● **Exercise instructions**: Count, in the data that follows, every line with the string "OutputMissing", and give that count as the whole reply.

Stored dataset items

[Start of section]

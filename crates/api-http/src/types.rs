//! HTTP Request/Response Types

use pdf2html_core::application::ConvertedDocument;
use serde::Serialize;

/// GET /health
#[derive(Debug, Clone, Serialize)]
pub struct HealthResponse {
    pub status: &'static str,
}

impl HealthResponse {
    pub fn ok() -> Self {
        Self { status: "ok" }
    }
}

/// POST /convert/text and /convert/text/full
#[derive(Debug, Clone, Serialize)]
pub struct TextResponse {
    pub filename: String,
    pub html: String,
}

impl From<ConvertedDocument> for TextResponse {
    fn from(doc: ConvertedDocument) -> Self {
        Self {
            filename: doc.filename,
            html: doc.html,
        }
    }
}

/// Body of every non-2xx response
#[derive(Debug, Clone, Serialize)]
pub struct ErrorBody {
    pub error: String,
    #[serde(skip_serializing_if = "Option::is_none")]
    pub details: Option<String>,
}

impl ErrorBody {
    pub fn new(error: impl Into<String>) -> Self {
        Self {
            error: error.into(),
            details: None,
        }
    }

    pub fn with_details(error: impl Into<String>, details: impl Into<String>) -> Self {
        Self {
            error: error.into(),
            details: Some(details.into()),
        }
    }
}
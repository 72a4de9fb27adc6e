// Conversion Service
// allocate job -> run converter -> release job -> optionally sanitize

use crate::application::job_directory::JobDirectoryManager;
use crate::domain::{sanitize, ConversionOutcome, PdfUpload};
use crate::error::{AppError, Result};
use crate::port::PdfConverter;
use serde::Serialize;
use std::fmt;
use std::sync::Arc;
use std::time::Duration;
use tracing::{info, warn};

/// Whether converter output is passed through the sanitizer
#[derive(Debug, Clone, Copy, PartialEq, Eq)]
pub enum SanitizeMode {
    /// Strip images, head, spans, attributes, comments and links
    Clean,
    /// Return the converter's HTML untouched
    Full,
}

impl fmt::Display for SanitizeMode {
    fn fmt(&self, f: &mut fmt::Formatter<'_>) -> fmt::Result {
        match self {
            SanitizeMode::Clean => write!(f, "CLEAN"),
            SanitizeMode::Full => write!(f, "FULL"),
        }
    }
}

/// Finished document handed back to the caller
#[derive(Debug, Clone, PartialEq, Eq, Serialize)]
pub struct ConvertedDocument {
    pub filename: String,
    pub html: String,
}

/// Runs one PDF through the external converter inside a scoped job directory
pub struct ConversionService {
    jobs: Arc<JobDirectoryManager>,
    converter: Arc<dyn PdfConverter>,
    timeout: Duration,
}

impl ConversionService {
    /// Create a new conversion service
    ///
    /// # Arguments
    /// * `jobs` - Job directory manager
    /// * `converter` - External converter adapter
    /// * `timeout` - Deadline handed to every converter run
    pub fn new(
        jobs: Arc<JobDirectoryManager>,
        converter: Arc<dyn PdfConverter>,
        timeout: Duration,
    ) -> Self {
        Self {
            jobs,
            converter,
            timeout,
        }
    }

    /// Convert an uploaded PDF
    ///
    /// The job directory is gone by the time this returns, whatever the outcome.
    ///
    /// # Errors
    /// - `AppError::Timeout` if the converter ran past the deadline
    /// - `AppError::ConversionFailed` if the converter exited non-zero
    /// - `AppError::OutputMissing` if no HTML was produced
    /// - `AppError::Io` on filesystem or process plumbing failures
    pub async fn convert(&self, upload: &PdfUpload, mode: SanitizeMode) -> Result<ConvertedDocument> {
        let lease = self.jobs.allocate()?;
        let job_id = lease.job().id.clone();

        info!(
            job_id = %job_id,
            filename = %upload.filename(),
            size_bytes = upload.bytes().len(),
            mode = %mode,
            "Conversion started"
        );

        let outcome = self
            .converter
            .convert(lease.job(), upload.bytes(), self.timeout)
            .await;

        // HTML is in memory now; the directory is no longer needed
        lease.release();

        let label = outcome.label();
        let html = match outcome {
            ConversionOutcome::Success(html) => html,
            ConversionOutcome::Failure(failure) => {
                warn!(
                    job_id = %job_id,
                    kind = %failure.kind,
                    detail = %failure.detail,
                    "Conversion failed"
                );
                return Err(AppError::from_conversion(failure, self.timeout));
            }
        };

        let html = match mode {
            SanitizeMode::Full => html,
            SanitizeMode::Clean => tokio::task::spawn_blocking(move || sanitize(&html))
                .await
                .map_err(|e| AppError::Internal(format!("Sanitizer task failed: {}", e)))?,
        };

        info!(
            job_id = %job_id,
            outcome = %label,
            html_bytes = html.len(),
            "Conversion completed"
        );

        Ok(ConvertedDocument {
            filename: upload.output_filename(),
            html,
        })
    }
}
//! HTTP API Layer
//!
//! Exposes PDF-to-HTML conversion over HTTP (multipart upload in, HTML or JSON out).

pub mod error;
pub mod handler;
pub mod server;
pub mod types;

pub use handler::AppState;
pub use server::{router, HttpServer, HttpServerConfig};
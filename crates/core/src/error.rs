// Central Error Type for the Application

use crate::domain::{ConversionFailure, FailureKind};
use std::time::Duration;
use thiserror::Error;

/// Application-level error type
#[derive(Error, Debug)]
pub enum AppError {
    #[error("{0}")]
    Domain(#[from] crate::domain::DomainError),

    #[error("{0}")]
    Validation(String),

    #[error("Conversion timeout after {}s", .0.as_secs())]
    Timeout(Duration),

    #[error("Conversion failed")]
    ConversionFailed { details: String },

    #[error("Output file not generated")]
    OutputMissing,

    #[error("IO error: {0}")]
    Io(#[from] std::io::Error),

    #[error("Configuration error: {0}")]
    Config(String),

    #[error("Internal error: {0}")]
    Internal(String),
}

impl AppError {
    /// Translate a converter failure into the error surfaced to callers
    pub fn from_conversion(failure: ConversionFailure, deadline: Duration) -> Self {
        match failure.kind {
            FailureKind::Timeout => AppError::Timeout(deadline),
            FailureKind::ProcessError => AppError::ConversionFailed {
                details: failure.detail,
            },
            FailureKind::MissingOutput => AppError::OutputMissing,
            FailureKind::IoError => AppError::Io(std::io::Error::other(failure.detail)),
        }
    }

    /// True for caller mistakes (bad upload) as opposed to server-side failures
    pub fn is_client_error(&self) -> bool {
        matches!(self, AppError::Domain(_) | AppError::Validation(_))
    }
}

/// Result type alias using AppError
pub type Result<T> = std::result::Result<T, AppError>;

[End of section]

● **Task answer**: 3